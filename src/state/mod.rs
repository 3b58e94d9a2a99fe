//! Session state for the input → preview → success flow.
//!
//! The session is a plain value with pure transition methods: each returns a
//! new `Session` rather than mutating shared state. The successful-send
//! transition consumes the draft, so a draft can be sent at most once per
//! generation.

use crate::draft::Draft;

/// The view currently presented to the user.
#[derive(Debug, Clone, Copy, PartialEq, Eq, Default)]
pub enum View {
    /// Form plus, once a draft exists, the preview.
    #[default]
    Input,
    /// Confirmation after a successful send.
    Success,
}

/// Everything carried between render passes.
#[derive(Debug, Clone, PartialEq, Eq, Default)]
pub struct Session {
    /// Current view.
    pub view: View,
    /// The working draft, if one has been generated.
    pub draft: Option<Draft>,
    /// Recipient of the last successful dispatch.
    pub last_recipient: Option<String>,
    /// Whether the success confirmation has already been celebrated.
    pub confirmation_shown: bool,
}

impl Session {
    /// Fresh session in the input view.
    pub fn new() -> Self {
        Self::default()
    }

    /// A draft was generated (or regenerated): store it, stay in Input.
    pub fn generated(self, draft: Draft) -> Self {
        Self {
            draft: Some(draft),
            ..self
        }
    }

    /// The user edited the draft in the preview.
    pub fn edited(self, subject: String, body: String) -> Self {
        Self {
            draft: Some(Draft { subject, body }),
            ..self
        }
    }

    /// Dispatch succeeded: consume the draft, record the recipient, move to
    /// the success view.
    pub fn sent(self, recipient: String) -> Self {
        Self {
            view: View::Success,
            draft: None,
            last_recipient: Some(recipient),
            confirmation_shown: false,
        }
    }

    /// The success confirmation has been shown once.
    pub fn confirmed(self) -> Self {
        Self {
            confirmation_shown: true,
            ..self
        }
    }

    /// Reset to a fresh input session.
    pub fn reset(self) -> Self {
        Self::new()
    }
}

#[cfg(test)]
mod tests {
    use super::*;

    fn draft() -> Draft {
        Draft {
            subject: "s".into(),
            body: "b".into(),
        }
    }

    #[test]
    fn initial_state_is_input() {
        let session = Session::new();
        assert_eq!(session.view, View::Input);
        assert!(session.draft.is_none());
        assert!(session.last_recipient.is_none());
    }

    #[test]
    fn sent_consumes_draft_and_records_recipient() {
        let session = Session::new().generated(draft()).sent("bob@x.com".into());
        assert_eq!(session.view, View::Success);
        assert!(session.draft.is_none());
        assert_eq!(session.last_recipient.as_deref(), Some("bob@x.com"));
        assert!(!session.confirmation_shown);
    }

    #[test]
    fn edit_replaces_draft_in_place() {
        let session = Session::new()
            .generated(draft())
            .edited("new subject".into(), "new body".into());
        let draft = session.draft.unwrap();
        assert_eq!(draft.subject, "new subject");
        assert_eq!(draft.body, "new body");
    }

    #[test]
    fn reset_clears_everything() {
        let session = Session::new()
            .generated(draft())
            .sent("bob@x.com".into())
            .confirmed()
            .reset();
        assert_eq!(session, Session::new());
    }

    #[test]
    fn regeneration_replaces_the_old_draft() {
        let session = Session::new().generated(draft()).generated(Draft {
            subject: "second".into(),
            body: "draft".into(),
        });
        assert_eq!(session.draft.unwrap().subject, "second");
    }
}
---
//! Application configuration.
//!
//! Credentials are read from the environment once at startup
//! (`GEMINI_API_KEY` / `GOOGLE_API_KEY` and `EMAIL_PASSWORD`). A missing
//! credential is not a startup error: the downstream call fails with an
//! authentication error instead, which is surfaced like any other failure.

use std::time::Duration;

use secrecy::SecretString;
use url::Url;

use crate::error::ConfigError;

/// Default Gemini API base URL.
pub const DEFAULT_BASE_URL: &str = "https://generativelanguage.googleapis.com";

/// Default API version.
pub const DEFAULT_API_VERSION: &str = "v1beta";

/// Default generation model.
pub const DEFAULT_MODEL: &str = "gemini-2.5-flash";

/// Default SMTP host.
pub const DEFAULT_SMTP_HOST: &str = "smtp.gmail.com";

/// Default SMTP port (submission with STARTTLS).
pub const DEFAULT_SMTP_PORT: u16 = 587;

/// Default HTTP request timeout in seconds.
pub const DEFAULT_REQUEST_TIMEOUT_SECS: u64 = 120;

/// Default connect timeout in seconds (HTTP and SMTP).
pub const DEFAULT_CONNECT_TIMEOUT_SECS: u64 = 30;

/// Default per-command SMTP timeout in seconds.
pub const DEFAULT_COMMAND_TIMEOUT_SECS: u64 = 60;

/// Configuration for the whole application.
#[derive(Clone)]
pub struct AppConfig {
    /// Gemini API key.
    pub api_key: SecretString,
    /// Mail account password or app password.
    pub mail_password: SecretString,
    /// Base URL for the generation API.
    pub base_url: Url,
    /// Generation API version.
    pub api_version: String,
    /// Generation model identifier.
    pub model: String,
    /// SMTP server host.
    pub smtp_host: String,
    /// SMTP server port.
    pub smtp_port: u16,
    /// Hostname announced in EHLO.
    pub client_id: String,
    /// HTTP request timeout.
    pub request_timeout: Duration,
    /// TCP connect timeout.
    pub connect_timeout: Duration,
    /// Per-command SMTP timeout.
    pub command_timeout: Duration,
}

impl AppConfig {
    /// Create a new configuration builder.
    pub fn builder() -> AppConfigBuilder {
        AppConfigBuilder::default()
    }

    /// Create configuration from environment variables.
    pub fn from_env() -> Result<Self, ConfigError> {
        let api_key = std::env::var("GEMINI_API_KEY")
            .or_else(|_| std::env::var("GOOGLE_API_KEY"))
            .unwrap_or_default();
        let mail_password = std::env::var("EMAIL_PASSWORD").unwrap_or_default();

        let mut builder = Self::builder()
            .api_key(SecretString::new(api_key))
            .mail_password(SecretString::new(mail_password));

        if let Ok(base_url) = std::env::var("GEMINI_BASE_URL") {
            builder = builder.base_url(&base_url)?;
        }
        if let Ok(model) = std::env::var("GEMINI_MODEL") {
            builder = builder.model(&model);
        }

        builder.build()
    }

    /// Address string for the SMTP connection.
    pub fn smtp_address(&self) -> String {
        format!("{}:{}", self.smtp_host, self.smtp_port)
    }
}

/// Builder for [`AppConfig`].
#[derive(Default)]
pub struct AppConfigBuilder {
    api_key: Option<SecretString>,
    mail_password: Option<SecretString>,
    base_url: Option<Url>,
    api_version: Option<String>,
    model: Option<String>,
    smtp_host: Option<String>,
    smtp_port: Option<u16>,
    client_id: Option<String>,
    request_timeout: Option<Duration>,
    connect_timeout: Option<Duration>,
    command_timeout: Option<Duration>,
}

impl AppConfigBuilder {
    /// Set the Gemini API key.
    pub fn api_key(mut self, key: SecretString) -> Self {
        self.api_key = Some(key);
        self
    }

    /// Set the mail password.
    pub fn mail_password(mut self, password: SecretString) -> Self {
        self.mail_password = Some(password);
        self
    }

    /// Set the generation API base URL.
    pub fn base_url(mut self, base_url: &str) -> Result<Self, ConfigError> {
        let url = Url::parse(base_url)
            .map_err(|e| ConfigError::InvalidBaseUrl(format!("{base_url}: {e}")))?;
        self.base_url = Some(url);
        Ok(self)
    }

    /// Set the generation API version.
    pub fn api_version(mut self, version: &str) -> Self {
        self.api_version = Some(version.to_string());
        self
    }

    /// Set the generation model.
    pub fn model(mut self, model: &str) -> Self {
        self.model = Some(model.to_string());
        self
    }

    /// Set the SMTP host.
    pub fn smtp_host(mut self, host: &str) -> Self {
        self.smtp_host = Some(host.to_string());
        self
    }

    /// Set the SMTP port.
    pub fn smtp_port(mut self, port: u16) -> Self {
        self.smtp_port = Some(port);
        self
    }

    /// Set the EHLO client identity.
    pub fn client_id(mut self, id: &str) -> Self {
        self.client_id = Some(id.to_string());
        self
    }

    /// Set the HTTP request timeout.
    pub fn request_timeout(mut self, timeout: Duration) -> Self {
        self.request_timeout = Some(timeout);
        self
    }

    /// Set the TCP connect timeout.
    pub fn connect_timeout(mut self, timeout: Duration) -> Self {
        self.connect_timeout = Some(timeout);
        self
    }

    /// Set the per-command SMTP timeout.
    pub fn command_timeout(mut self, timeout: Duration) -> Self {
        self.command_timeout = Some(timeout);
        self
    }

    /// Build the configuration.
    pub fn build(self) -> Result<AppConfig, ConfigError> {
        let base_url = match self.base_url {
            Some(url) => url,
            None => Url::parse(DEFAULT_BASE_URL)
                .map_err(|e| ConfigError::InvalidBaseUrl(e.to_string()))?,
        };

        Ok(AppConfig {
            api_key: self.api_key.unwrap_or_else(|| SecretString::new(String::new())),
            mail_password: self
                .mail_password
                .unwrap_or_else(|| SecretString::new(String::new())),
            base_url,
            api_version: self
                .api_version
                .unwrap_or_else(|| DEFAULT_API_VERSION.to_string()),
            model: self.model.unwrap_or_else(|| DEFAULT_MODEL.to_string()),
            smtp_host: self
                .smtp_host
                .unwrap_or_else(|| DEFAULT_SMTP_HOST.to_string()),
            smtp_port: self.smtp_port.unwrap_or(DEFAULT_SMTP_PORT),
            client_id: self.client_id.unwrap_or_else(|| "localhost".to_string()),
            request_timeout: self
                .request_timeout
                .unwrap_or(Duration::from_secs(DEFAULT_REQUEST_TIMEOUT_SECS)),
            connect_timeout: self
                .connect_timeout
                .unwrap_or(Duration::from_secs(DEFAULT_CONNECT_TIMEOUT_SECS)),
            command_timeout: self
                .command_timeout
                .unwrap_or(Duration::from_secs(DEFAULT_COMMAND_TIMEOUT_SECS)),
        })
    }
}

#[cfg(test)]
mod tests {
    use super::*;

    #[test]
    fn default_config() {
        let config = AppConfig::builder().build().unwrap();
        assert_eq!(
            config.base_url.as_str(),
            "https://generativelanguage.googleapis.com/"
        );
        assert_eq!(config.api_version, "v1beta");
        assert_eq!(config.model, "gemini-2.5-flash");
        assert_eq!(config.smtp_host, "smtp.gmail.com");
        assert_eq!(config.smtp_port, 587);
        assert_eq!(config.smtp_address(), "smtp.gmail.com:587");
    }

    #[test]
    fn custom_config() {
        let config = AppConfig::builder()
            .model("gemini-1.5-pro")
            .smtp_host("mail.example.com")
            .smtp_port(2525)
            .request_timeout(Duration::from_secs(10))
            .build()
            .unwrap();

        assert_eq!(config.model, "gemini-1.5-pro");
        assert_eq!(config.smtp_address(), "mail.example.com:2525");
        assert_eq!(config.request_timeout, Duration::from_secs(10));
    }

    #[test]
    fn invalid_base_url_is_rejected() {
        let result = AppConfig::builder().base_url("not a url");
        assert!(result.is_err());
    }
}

- **Task prompt**: Using the entries above, return each line in which the word "googleapis" occurs.

- **Reply to the exercise**:
pub const DEFAULT_BASE_URL: &str = "https://generativelanguage.googleapis.com";
            "https://generativelanguage.googleapis.com/"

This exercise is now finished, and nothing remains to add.